Task requirements – Using the records below, filter out every line that lacks "collections" and copy the rest.

** Opening Record set block **

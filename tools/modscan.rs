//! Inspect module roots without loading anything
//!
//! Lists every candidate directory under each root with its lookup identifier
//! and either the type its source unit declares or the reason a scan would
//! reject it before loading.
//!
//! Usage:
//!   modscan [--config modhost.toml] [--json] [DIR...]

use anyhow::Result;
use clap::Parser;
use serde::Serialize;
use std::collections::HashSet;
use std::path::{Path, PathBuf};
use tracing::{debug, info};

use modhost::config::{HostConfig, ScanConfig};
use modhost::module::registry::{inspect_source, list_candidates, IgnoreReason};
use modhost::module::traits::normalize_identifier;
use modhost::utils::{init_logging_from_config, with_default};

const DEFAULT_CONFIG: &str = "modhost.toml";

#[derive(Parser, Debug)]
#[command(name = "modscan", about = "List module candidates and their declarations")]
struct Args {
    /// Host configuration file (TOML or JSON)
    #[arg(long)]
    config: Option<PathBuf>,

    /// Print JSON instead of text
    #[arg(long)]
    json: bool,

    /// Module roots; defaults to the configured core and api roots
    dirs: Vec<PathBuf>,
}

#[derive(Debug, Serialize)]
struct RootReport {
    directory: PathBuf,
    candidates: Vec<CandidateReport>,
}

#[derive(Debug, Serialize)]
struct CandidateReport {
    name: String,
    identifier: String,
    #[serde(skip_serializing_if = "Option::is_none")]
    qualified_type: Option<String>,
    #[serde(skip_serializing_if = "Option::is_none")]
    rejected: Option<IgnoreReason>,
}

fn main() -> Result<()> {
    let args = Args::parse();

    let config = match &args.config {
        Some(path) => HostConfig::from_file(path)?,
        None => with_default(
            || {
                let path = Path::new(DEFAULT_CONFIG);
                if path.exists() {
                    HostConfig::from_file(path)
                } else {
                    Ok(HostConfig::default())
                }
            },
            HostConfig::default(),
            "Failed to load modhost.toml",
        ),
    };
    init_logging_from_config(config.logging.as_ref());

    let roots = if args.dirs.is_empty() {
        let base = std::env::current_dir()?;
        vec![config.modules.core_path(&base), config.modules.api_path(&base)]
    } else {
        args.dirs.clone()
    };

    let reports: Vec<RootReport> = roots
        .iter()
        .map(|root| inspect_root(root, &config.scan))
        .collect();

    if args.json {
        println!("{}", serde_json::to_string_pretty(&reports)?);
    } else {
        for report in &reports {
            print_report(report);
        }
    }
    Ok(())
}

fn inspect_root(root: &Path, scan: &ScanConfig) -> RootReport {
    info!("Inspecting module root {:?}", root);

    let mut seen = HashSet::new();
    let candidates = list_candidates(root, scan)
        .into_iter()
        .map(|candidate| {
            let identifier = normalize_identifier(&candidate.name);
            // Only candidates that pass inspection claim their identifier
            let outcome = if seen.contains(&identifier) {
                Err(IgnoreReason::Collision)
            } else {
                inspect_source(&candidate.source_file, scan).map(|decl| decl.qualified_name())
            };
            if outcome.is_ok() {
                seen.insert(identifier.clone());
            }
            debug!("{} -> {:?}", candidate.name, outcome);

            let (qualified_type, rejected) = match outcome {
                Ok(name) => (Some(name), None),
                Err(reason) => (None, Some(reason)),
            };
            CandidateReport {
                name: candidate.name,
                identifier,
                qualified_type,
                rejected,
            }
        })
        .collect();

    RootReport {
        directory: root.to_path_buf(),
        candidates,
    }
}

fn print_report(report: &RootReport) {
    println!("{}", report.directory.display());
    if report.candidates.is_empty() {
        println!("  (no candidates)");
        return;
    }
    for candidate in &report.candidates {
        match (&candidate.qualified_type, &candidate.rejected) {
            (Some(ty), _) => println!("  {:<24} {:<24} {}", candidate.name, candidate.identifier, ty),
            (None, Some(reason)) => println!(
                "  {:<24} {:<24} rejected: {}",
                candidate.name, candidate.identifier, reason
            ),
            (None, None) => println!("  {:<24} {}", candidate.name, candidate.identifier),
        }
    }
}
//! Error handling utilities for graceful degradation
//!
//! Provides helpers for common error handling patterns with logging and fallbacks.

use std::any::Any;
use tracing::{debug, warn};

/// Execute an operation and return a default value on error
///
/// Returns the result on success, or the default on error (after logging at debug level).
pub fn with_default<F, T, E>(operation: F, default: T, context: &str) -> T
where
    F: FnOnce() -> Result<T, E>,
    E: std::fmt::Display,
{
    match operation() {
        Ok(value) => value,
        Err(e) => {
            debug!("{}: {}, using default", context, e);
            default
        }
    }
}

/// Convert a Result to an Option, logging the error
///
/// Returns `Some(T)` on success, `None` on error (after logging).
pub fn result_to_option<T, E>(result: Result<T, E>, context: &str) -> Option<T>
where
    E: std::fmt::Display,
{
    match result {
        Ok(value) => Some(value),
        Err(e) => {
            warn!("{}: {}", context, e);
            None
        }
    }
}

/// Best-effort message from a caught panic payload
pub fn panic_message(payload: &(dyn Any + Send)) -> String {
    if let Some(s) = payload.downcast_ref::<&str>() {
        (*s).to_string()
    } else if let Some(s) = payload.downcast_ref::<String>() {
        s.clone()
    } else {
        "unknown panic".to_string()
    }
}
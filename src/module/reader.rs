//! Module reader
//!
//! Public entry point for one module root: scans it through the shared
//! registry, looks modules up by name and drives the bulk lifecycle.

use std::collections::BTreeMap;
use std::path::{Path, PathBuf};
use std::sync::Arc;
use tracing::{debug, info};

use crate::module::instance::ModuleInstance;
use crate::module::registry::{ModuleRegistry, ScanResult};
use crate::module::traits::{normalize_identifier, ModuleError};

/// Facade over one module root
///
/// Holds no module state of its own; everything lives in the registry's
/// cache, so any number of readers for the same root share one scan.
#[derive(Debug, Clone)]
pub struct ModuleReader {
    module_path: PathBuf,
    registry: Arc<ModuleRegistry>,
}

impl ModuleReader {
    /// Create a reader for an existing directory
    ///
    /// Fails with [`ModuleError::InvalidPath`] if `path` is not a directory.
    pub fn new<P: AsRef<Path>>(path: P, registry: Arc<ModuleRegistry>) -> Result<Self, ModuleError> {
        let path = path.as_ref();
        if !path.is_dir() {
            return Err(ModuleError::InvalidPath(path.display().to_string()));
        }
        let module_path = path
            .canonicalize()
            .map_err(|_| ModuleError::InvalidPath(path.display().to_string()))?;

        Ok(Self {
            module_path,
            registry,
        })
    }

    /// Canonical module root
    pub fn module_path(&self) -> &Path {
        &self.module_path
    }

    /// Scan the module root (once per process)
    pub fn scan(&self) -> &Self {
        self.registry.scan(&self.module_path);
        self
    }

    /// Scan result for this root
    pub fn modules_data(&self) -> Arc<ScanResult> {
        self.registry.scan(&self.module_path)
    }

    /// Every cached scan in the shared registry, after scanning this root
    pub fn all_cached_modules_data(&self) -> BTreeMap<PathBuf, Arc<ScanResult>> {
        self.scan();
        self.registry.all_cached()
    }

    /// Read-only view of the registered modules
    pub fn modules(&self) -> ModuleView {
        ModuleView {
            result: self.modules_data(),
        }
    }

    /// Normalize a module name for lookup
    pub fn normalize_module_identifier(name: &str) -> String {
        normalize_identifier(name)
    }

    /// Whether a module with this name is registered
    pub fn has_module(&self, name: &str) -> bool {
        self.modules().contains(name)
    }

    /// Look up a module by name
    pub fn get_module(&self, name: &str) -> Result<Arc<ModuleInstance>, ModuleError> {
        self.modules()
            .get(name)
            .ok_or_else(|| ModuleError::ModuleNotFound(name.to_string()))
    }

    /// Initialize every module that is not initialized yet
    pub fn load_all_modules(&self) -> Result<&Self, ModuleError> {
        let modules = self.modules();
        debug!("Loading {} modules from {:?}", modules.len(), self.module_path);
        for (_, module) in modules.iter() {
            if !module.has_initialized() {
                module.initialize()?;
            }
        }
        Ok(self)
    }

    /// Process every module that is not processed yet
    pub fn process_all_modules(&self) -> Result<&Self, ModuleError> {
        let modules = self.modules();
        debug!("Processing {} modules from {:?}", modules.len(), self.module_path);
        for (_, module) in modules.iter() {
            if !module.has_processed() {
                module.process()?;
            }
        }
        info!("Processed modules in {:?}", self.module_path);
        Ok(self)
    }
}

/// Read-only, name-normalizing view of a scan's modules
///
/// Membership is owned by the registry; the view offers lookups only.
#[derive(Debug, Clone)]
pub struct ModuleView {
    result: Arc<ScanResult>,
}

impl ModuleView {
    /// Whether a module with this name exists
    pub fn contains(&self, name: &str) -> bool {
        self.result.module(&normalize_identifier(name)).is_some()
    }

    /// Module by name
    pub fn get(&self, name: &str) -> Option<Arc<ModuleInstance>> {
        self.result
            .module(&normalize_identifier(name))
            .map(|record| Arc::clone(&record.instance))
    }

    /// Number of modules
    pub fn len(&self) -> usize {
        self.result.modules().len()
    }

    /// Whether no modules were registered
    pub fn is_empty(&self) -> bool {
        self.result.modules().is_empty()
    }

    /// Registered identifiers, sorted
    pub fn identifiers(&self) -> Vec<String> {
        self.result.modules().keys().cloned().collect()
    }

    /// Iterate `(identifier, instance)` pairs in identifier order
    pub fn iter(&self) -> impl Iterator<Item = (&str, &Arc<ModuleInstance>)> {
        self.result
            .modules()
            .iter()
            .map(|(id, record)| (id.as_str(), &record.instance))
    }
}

** Closing Record set block **

Output of the exercise –
use std::collections::HashSet;
use std::collections::BTreeMap;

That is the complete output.